Directions: Which lines of the data below contain "other"? Please show them all.

Data in this exercise:
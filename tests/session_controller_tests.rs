// Integration tests for the capture session controller
//
// These tests drive the controller with scripted audio sources and stub
// transcription/notes collaborators, and verify the state machine, the
// active-duration accounting, and the finalization handoff.

use anyhow::Result;
use std::collections::VecDeque;
use std::sync::atomic::{AtomicUsize, Ordering};
use std::sync::Arc;
use std::time::Duration;
use tokio::sync::mpsc;
use transcript_notes::{
    AudioBuffer, AudioSegment, AudioSource, CaptureError, NotesGenerator, SessionConfig,
    SessionController, SessionError, SessionStatus, Transcriber,
};

// ============================================================================
// Stubs
// ============================================================================

#[derive(Debug, Clone, Copy)]
enum Step {
    /// A successful segment of the given duration in seconds
    Segment(u64),
    /// A no-speech window
    NoSpeech,
}

/// 1 kHz mono keeps segment durations exact without large buffers
fn segment_of(secs: u64) -> AudioSegment {
    AudioSegment {
        samples: vec![0i16; (secs * 1000) as usize],
        sample_rate: 1000,
        channels: 1,
    }
}

/// Source that replays a fixed script, then reports end of input
struct ScriptedSource {
    steps: VecDeque<Step>,
    close_calls: Arc<AtomicUsize>,
}

impl ScriptedSource {
    fn new(steps: &[Step]) -> Self {
        Self {
            steps: steps.iter().copied().collect(),
            close_calls: Arc::new(AtomicUsize::new(0)),
        }
    }
}

#[async_trait::async_trait]
impl AudioSource for ScriptedSource {
    async fn open(&mut self) -> Result<()> {
        Ok(())
    }

    async fn capture(
        &mut self,
        max_duration: Duration,
    ) -> Result<Option<AudioSegment>, CaptureError> {
        match self.steps.pop_front() {
            Some(Step::Segment(secs)) => Ok(Some(segment_of(secs))),
            Some(Step::NoSpeech) => Err(CaptureError::NoSpeech(max_duration)),
            None => Ok(None),
        }
    }

    async fn close(&mut self) {
        self.close_calls.fetch_add(1, Ordering::SeqCst);
    }

    fn name(&self) -> &str {
        "scripted"
    }
}

/// Source driven step-by-step from the test over a channel.
///
/// An idle window behaves like a live microphone with nobody talking: the
/// capture request returns NoSpeech after a short timeout, which keeps the
/// loop cycling through its state check points.
struct ControlledSource {
    rx: mpsc::UnboundedReceiver<Step>,
}

impl ControlledSource {
    fn new() -> (mpsc::UnboundedSender<Step>, Self) {
        let (tx, rx) = mpsc::unbounded_channel();
        (tx, Self { rx })
    }
}

#[async_trait::async_trait]
impl AudioSource for ControlledSource {
    async fn open(&mut self) -> Result<()> {
        Ok(())
    }

    async fn capture(
        &mut self,
        max_duration: Duration,
    ) -> Result<Option<AudioSegment>, CaptureError> {
        match tokio::time::timeout(Duration::from_millis(50), self.rx.recv()).await {
            Ok(Some(Step::Segment(secs))) => Ok(Some(segment_of(secs))),
            Ok(Some(Step::NoSpeech)) => Err(CaptureError::NoSpeech(max_duration)),
            Ok(None) => Ok(None),
            Err(_) => Err(CaptureError::NoSpeech(max_duration)),
        }
    }

    fn name(&self) -> &str {
        "controlled"
    }
}

/// Source whose device cannot be opened
struct BrokenSource;

#[async_trait::async_trait]
impl AudioSource for BrokenSource {
    async fn open(&mut self) -> Result<()> {
        anyhow::bail!("no capture device found")
    }

    async fn capture(
        &mut self,
        _max_duration: Duration,
    ) -> Result<Option<AudioSegment>, CaptureError> {
        Ok(None)
    }

    fn name(&self) -> &str {
        "broken"
    }
}

struct StubTranscriber {
    calls: Arc<AtomicUsize>,
    fail: bool,
}

impl StubTranscriber {
    fn new(fail: bool) -> (Arc<AtomicUsize>, Arc<Self>) {
        let calls = Arc::new(AtomicUsize::new(0));
        (
            Arc::clone(&calls),
            Arc::new(Self { calls, fail }),
        )
    }
}

#[async_trait::async_trait]
impl Transcriber for StubTranscriber {
    async fn transcribe(&self, audio: &AudioBuffer) -> Result<String> {
        self.calls.fetch_add(1, Ordering::SeqCst);
        if self.fail {
            anyhow::bail!("stt backend exploded");
        }
        Ok(format!(
            "transcript of {:.0}s",
            audio.duration().as_secs_f64()
        ))
    }
}

struct StubNotes {
    fail: bool,
}

#[async_trait::async_trait]
impl NotesGenerator for StubNotes {
    async fn generate(&self, transcript: &str) -> Result<String> {
        if self.fail {
            anyhow::bail!("llm quota exceeded");
        }
        Ok(format!("# Notes\n{}", transcript))
    }
}

// ============================================================================
// Helpers
// ============================================================================

fn test_config(cap_secs: u64, segment_secs: u64) -> SessionConfig {
    SessionConfig {
        session_id: "test-session".to_string(),
        cap: Duration::from_secs(cap_secs),
        segment_limit: Duration::from_secs(segment_secs),
        pause_poll: Duration::from_millis(10),
        save_dir: None,
    }
}
use super::state::AppState;
use crate::audio::{AudioSource, FileSource, MicSource};
use crate::session::{SessionController, SessionError, SessionStats};
use axum::{
    extract::State,
    http::StatusCode,
    response::{IntoResponse, Json},
};
use serde::{Deserialize, Serialize};
use std::sync::Arc;
use tracing::{error, info};

// ============================================================================
// Request/Response Types
// ============================================================================

#[derive(Debug, Deserialize)]
pub struct StartSessionRequest {
    /// "microphone" (default) or "file"
    pub source: Option<String>,

    /// Audio file path (required when source = "file")
    pub path: Option<String>,

    /// Optional session ID (if not provided, generate UUID)
    pub session_id: Option<String>,

    /// Override for the active-duration cap, in seconds
    pub cap_secs: Option<u64>,

    /// Override for the per-segment limit, in seconds
    pub segment_secs: Option<u64>,
}

#[derive(Debug, Serialize)]
pub struct StartSessionResponse {
    pub session_id: String,
    pub status: String,
    pub message: String,
}

#[derive(Debug, Serialize)]
pub struct StopSessionResponse {
    pub session_id: String,
    pub status: String,
    pub transcript: String,
    pub notes: String,
    pub active_secs: f64,
    pub segments_captured: usize,
}

#[derive(Debug, Serialize)]
pub struct CommandResponse {
    pub session_id: String,
    pub stats: SessionStats,
}

#[derive(Debug, Serialize)]
pub struct ErrorResponse {
    pub error: String,
}

fn error_response(status: StatusCode, error: impl Into<String>) -> axum::response::Response {
    (
        status,
        Json(ErrorResponse {
            error: error.into(),
        }),
    )
        .into_response()
}

// ============================================================================
// Handlers
// ============================================================================

/// POST /session/start
/// Start a new capture session
pub async fn start_session(
    State(state): State<AppState>,
    Json(req): Json<StartSessionRequest>,
) -> impl IntoResponse {
    // Build the source before touching the session slot: decoding a long
    // recording is blocking work and must not stall other requests
    let source: Box<dyn AudioSource> = match req.source.as_deref().unwrap_or("microphone") {
        "microphone" => Box::new(MicSource::new(state.config.mic_config())),
        "file" => {
            let Some(path) = req.path.clone() else {
                return error_response(
                    StatusCode::BAD_REQUEST,
                    "source \"file\" requires a path",
                );
            };
            let decoded =
                tokio::task::spawn_blocking(move || FileSource::open_path(&path)).await;
            match decoded {
                Ok(Ok(source)) => Box::new(source),
                Ok(Err(e)) => {
                    error!("Failed to open audio file: {:#}", e);
                    return error_response(
                        StatusCode::BAD_REQUEST,
                        format!("Failed to open audio file: {:#}", e),
                    );
                }
                Err(e) => {
                    error!("Audio decode task failed: {}", e);
                    return error_response(
                        StatusCode::INTERNAL_SERVER_ERROR,
                        "Audio decode task failed",
                    );
                }
            }
        }
        other => {
            return error_response(
                StatusCode::BAD_REQUEST,
                format!("Unknown source: {}", other),
            );
        }
    };

    // Hold the slot for the admission itself so two concurrent starts cannot
    // both get in; a start request is rejected, never queued
    let mut slot = state.session.write().await;
    if let Some(active) = slot.as_ref() {
        if active.elapsed().1.is_active() {
            return error_response(
                StatusCode::CONFLICT,
                format!("Session {} is already running", active.session_id()),
            );
        }
    }

    let mut config = state.config.session_config(req.session_id);
    if let Some(cap_secs) = req.cap_secs {
        config.cap = std::time::Duration::from_secs(cap_secs);
    }
    if let Some(segment_secs) = req.segment_secs {
        config.segment_limit = std::time::Duration::from_secs(segment_secs);
    }

    let session_id = config.session_id.clone();
    info!("Starting session: {}", session_id);

    let controller = Arc::new(SessionController::new(
        config,
        source,
        Arc::clone(&state.transcriber),
        Arc::clone(&state.notes_generator),
    ));

    if let Err(e) = controller.start().await {
        error!("Failed to start session: {}", e);
        let status = match e {
            SessionError::AlreadyActive => StatusCode::CONFLICT,
            SessionError::SourceUnavailable(_) => StatusCode::SERVICE_UNAVAILABLE,
            _ => StatusCode::INTERNAL_SERVER_ERROR,
        };
        return error_response(status, e.to_string());
    }

    *slot = Some(controller);
    drop(slot);

    info!("Session started: {}", session_id);

    (
        StatusCode::OK,
        Json(StartSessionResponse {
            session_id: session_id.clone(),
            status: "recording".to_string(),
            message: format!("Session {} started", session_id),
        }),
    )
        .into_response()
}

/// POST /session/pause
/// Suspend segment capture (no-op unless recording)
pub async fn pause_session(State(state): State<AppState>) -> impl IntoResponse {
    let session = state.session.read().await;

    match session.as_ref() {
        Some(session) => {
            session.pause();
            (
                StatusCode::OK,
                Json(CommandResponse {
                    session_id: session.session_id().to_string(),
                    stats: session.stats(),
                }),
            )
                .into_response()
        }
        None => error_response(StatusCode::NOT_FOUND, "No session is running"),
    }
}

/// POST /session/resume
/// Resume segment capture (no-op unless paused)
pub async fn resume_session(State(state): State<AppState>) -> impl IntoResponse {
    let session = state.session.read().await;

    match session.as_ref() {
        Some(session) => {
            session.resume();
            (
                StatusCode::OK,
                Json(CommandResponse {
                    session_id: session.session_id().to_string(),
                    stats: session.stats(),
                }),
            )
                .into_response()
        }
        None => error_response(StatusCode::NOT_FOUND, "No session is running"),
    }
}

/// POST /session/stop
/// Stop the session, wait for finalization, and return transcript + notes
pub async fn stop_session(State(state): State<AppState>) -> impl IntoResponse {
    let session = {
        let mut slot = state.session.write().await;
        slot.take()
    };

    let Some(session) = session else {
        return error_response(StatusCode::NOT_FOUND, "No session is running");
    };

    info!("Stopping session: {}", session.session_id());

    match session.stop().await {
        Ok(outcome) => (
            StatusCode::OK,
            Json(StopSessionResponse {
                session_id: outcome.session_id,
                status: "completed".to_string(),
                transcript: outcome.transcript,
                notes: outcome.notes,
                active_secs: outcome.active_duration.as_secs_f64(),
                segments_captured: outcome.segments_captured,
            }),
        )
            .into_response(),
        Err(e) => {
            error!("Session failed: {}", e);
            let status = match e {
                SessionError::EmptyCapture => StatusCode::UNPROCESSABLE_ENTITY,
                SessionError::NotActive => StatusCode::NOT_FOUND,
                _ => StatusCode::INTERNAL_SERVER_ERROR,
            };
            error_response(status, e.to_string())
        }
    }
}

/// GET /session/status
/// Non-blocking view of the active session
pub async fn session_status(State(state): State<AppState>) -> impl IntoResponse {
    let session = state.session.read().await;

    match session.as_ref() {
        Some(session) => (StatusCode::OK, Json(session.stats())).into_response(),
        None => error_response(StatusCode::NOT_FOUND, "No session is running"),
    }
}

/// GET /health
/// Health check endpoint
pub async fn health_check() -> impl IntoResponse {
    (StatusCode::OK, "OK")
}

Task answer:
    // recording is blocking work and must not stall other requests
        other => {
                format!("Unknown source: {}", other),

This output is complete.